▶ _ABOUT THIS TASK_
Return each of the entries below word for word.

▶ _INFORMATION SUPPLIED_
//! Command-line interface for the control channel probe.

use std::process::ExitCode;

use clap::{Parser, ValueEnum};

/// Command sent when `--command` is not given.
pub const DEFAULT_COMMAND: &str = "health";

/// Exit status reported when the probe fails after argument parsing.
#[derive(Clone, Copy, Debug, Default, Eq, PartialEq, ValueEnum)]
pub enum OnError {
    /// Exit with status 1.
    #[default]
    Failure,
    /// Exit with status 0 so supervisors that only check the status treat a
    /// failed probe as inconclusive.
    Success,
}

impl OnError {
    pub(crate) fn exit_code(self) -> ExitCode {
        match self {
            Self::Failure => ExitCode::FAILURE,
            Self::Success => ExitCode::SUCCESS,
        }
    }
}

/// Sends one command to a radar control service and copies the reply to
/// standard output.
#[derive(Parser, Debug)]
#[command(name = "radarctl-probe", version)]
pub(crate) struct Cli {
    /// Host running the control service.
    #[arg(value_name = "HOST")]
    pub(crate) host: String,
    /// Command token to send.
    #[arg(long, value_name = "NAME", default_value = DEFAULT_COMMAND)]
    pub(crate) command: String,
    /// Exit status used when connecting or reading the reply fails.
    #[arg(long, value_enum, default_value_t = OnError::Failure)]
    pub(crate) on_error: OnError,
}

▶ _RESPONSE TO THE EXERCISE_
//! Command-line interface for the control channel probe.

use std::process::ExitCode;

use clap::{Parser, ValueEnum};

/// Command sent when `--command` is not given.
pub const DEFAULT_COMMAND: &str = "health";

/// Exit status reported when the probe fails after argument parsing.
#[derive(Clone, Copy, Debug, Default, Eq, PartialEq, ValueEnum)]
pub enum OnError {
    /// Exit with status 1.
    #[default]
    Failure,
    /// Exit with status 0 so supervisors that only check the status treat a
    /// failed probe as inconclusive.
    Success,
}

impl OnError {
    pub(crate) fn exit_code(self) -> ExitCode {
        match self {
            Self::Failure => ExitCode::FAILURE,
            Self::Success => ExitCode::SUCCESS,
        }
    }
}

/// Sends one command to a radar control service and copies the reply to
/// standard output.
#[derive(Parser, Debug)]
#[command(name = "radarctl-probe", version)]
pub(crate) struct Cli {
    /// Host running the control service.
    #[arg(value_name = "HOST")]
    pub(crate) host: String,
    /// Command token to send.
    #[arg(long, value_name = "NAME", default_value = DEFAULT_COMMAND)]
    pub(crate) command: String,
    /// Exit status used when connecting or reading the reply fails.
    #[arg(long, value_enum, default_value_t = OnError::Failure)]
    pub(crate) on_error: OnError,
}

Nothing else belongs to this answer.